Only the lines from the start of the data through the one containing "let cli = Cli::parse();" belong in your answer; return them exactly.
*** Begin section ***
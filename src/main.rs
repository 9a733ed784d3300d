use std::path::PathBuf;
use std::process;

use anyhow::{Context, Result};
use clap::Parser;
use tracing_subscriber::EnvFilter;

use defbench::config::BenchConfig;
use defbench::display;
use defbench::history;
use defbench::types::OutputFormat;
use defbench::workloads::Workload;

#[derive(Parser)]
#[command(name = "defbench", version, about = "Benchmark small workloads for time, memory and output")]
struct Cli {
    /// Workloads to run (all when omitted)
    #[arg(value_enum)]
    workloads: Vec<Workload>,

    /// Invocations per workload (defaults to the configured repeat)
    #[arg(short, long)]
    repeat: Option<usize>,

    /// Label for the runs instead of the workload name
    #[arg(short, long)]
    name: Option<String>,

    #[arg(long, value_enum, default_value = "default")]
    format: OutputFormat,

    #[arg(long)]
    json: bool,

    /// Print history averages after the runs
    #[arg(long)]
    summary: bool,

    /// Config file (defaults to the user config directory)
    #[arg(long)]
    config: Option<PathBuf>,
}

fn init_logging() {
    let filter = EnvFilter::try_from_env("DEFBENCH_LOG").unwrap_or_else(|_| EnvFilter::new("warn"));
    tracing_subscriber::fmt()
        .with_env_filter(filter)
        .with_writer(std::io::stderr)
        .init();
}

fn run() -> Result<()> {
    let cli = Cli::parse();

    let config = BenchConfig::load(cli.config.as_deref()).context("loading configuration")?;

    let workloads = if cli.workloads.is_empty() {
        Workload::ALL.to_vec()
    } else {
        cli.workloads
    };

    let mut runs = Vec::with_capacity(workloads.len());
    for workload in workloads {
        let run = workload
            .run(&config, cli.repeat, cli.name.as_deref())
            .with_context(|| format!("benchmarking {}", workload.label()))?;
        tracing::info!(workload = workload.label(), time = run.time(), "workload finished");
        runs.push(run);
    }

    let output = if cli.json {
        display::format_json(&runs)
    } else {
        match cli.format {
            OutputFormat::Short => display::format_short(&runs),
            OutputFormat::Default => runs
                .iter()
                .map(|r| display::format_default(r))
                .collect::<Vec<_>>()
                .join("\n\n"),
        }
    };
    println!("{}", output.trim_end());

    if cli.summary {
        println!("{}", display::format_summary(history::global()));
    }

    Ok(())
}

fn main() {
    init_logging();
    if let Err(err) = run() {
        eprintln!("{:#}", err);
        process::exit(1);
    }
}
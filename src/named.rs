use std::fmt::Display;
use std::sync::Arc;
use std::sync::atomic::{AtomicBool, Ordering};

use parking_lot::Mutex;

use crate::config::BenchConfig;
use crate::errors::{DefbenchError, Result};
use crate::history::History;
use crate::record::TestRun;
use crate::sampler::Sampler;
use crate::types::{CallOutcome, consume, function_label, resolve_name, settle};

/// A function bound to default benchmark settings, with its own history.
///
/// ```no_run
/// use defbench::NamedTest;
///
/// fn search_list() -> bool {
///     ["one", "two", "three"].contains(&"two")
/// }
///
/// let test = NamedTest::new(search_list).with_repeat(50);
/// let run = test.run(None, None)?;
/// assert_eq!(run.name(), "search_list");
/// assert_eq!(run.repeat(), 50);
/// # Ok::<(), defbench::DefbenchError>(())
/// ```
pub struct NamedTest<F> {
    target: Mutex<F>,
    function: &'static str,
    repeat: Option<usize>,
    name: Option<String>,
    config: BenchConfig,
    running: AtomicBool,
    history: History,
}

impl<F> NamedTest<F> {
    pub fn new(target: F) -> Self {
        Self {
            target: Mutex::new(target),
            function: std::any::type_name::<F>(),
            repeat: None,
            name: None,
            config: BenchConfig::default(),
            running: AtomicBool::new(false),
            history: History::new(),
        }
    }

    pub fn with_repeat(mut self, repeat: usize) -> Self {
        self.repeat = Some(repeat);
        self
    }

    pub fn with_name(mut self, name: impl Into<String>) -> Self {
        self.name = Some(name.into());
        self
    }

    /// Sampling settings; `default_repeat` becomes the last-resort repeat count.
    pub fn with_config(mut self, config: BenchConfig) -> Self {
        self.config = config;
        self
    }

    fn run_calls<C>(
        &self,
        repeat: Option<usize>,
        name: Option<&str>,
        mut call: C,
    ) -> Result<Arc<TestRun>>
    where
        C: FnMut(&mut F) -> CallOutcome,
    {
        let name = resolve_name(name, self.name.as_deref(), function_label::<F>());
        let repeat = repeat.or(self.repeat).unwrap_or(self.config.default_repeat);

        let _running = RunningGuard::acquire(&self.running, &name)?;
        let sampler = Sampler::from_config(&self.config)?;
        let measurement = {
            let mut target = self.target.lock();
            sampler.measure(&name, || call(&mut *target), repeat)?
        };

        let run = TestRun::record(self.function, name, repeat, measurement)?;
        self.history.add(Arc::clone(&run));
        Ok(run)
    }

    pub fn is_running(&self) -> bool {
        self.running.load(Ordering::SeqCst)
    }

    /// Runs produced by this test, oldest first.
    pub fn history(&self) -> &History {
        &self.history
    }

    /// The most recent run of this test.
    pub fn last(&self) -> Option<Arc<TestRun>> {
        self.history.last()
    }
}

impl<F, R> NamedTest<F>
where
    F: FnMut() -> R,
{
    /// Runs the target and records the result here and in the global history.
    ///
    /// `repeat` and `name` override the values given at construction. The
    /// target's return value is ignored. Fails with `AlreadyRunning` when
    /// called from inside this test's own target.
    pub fn run(&self, repeat: Option<usize>, name: Option<&str>) -> Result<Arc<TestRun>> {
        self.run_calls(repeat, name, |target| consume(target()))
    }
}

impl<F, T, E> NamedTest<F>
where
    F: FnMut() -> std::result::Result<T, E>,
    E: Display,
{
    /// Like [`NamedTest::run`], but an `Err` from the target stops the run
    /// with `TargetInvocation` and nothing is recorded.
    pub fn try_run(&self, repeat: Option<usize>, name: Option<&str>) -> Result<Arc<TestRun>> {
        self.run_calls(repeat, name, |target| settle(target()))
    }
}

/// Sets the running flag; clears it on drop, including on error paths.
struct RunningGuard<'a> {
    flag: &'a AtomicBool,
}

impl<'a> RunningGuard<'a> {
    fn acquire(flag: &'a AtomicBool, name: &str) -> Result<Self> {
        if flag
            .compare_exchange(false, true, Ordering::SeqCst, Ordering::SeqCst)
            .is_err()
        {
            return Err(DefbenchError::AlreadyRunning {
                name: name.to_string(),
            });
        }
        Ok(Self { flag })
    }
}

impl Drop for RunningGuard<'_> {
    fn drop(&mut self) {
        self.flag.store(false, Ordering::SeqCst);
    }
}
use std::sync::Arc;
use std::time::Duration;

use chrono::Utc;
use criterion::{BenchmarkId, Criterion, criterion_group, criterion_main};

use defbench::display;
use defbench::record::{self, TestRun};
use defbench::{History, Measurement};

// ---------------------------------------------------------------------------
// Helpers
// ---------------------------------------------------------------------------

/// Synthetic memory series: a baseline followed by a slow sawtooth.
fn make_samples(len: usize) -> Vec<f64> {
    (0..len).map(|i| 48.0 + (i % 64) as f64 * 0.125).collect()
}

/// Build a record without running anything. Every record also lands in the
/// global history, which is fine for benchmarks.
fn make_run(index: usize, samples: usize) -> Arc<TestRun> {
    let measurement = Measurement {
        total_elapsed: Duration::from_micros(200 + index as u64 * 13),
        memory: make_samples(samples),
        stdout: String::new(),
        stderr: String::new(),
        started_at: Utc::now(),
    };
    TestRun::record("benches::make_run", format!("workload_{}", index), 1000, measurement).unwrap()
}

// ---------------------------------------------------------------------------
// Benchmarks: record
// ---------------------------------------------------------------------------

fn bench_normalize(c: &mut Criterion) {
    let mut group = c.benchmark_group("normalize");

    for &size in &[10, 100, 1000, 10000] {
        let samples = make_samples(size);
        group.bench_with_input(BenchmarkId::from_parameter(size), &samples, |b, s| {
            b.iter(|| record::normalize(s).unwrap());
        });
    }

    group.finish();
}

// ---------------------------------------------------------------------------
// Benchmarks: history
// ---------------------------------------------------------------------------

fn bench_history(c: &mut Criterion) {
    let mut group = c.benchmark_group("history");

    for &size in &[10, 100, 1000] {
        let history = History::new();
        for i in 0..size {
            history.add(make_run(i, 16));
        }
        group.bench_with_input(BenchmarkId::new("average_time", size), &history, |b, h| {
            b.iter(|| h.average_time());
        });
        group.bench_with_input(BenchmarkId::new("get_where", size), &history, |b, h| {
            b.iter(|| h.get_where(|r| r.name().ends_with('7')));
        });
    }

    group.finish();
}

// ---------------------------------------------------------------------------
// Benchmarks: display
// ---------------------------------------------------------------------------

fn bench_display(c: &mut Criterion) {
    let runs_5: Vec<Arc<TestRun>> = (0..5).map(|i| make_run(i, 32)).collect();
    let runs_20: Vec<Arc<TestRun>> = (0..20).map(|i| make_run(i, 32)).collect();

    let mut group = c.benchmark_group("display");

    group.bench_function("format_default", |b| {
        b.iter(|| display::format_default(&runs_5[0]));
    });
    group.bench_function("format_short_5", |b| {
        b.iter(|| display::format_short(&runs_5));
    });
    group.bench_function("format_json_5", |b| {
        b.iter(|| display::format_json(&runs_5));
    });
    group.bench_function("format_short_20", |b| {
        b.iter(|| display::format_short(&runs_20));
    });
    group.bench_function("format_json_20", |b| {
        b.iter(|| display::format_json(&runs_20));
    });

    group.finish();
}

fn bench_format_significant(c: &mut Criterion) {
    let values = [
        ("tiny", 0.0000123),
        ("small", 0.0002124),
        ("unit", 1.5),
        ("large", 123456.0),
    ];

    let mut group = c.benchmark_group("format_significant");
    for (name, value) in &values {
        group.bench_with_input(BenchmarkId::new("value", name), value, |b, v| {
            b.iter(|| display::format_significant(*v, 4));
        });
    }
    group.finish();
}

// ---------------------------------------------------------------------------
// Criterion groups
// ---------------------------------------------------------------------------

criterion_group!(
    benches,
    bench_normalize,
    bench_history,
    bench_display,
    bench_format_significant,
);
criterion_main!(benches);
*** End section ***
Written response:
filename src/main.rs
repository 9a733ed784d3300d
use std::path::PathBuf;
use std::process;

use anyhow::{Context, Result};
use clap::Parser;
use tracing_subscriber::EnvFilter;

use defbench::config::BenchConfig;
use defbench::display;
use defbench::history;
use defbench::types::OutputFormat;
use defbench::workloads::Workload;

#[derive(Parser)]
#[command(name = "defbench", version, about = "Benchmark small workloads for time, memory and output")]
struct Cli {
    /// Workloads to run (all when omitted)
    #[arg(value_enum)]
    workloads: Vec<Workload>,

    /// Invocations per workload (defaults to the configured repeat)
    #[arg(short, long)]
    repeat: Option<usize>,

    /// Label for the runs instead of the workload name
    #[arg(short, long)]
    name: Option<String>,

    #[arg(long, value_enum, default_value = "default")]
    format: OutputFormat,

    #[arg(long)]
    json: bool,

    /// Print history averages after the runs
    #[arg(long)]
    summary: bool,

    /// Config file (defaults to the user config directory)
    #[arg(long)]
    config: Option<PathBuf>,
}

fn init_logging() {
    let filter = EnvFilter::try_from_env("DEFBENCH_LOG").unwrap_or_else(|_| EnvFilter::new("warn"));
    tracing_subscriber::fmt()
        .with_env_filter(filter)
        .with_writer(std::io::stderr)
        .init();
}

fn run() -> Result<()> {
    let cli = Cli::parse();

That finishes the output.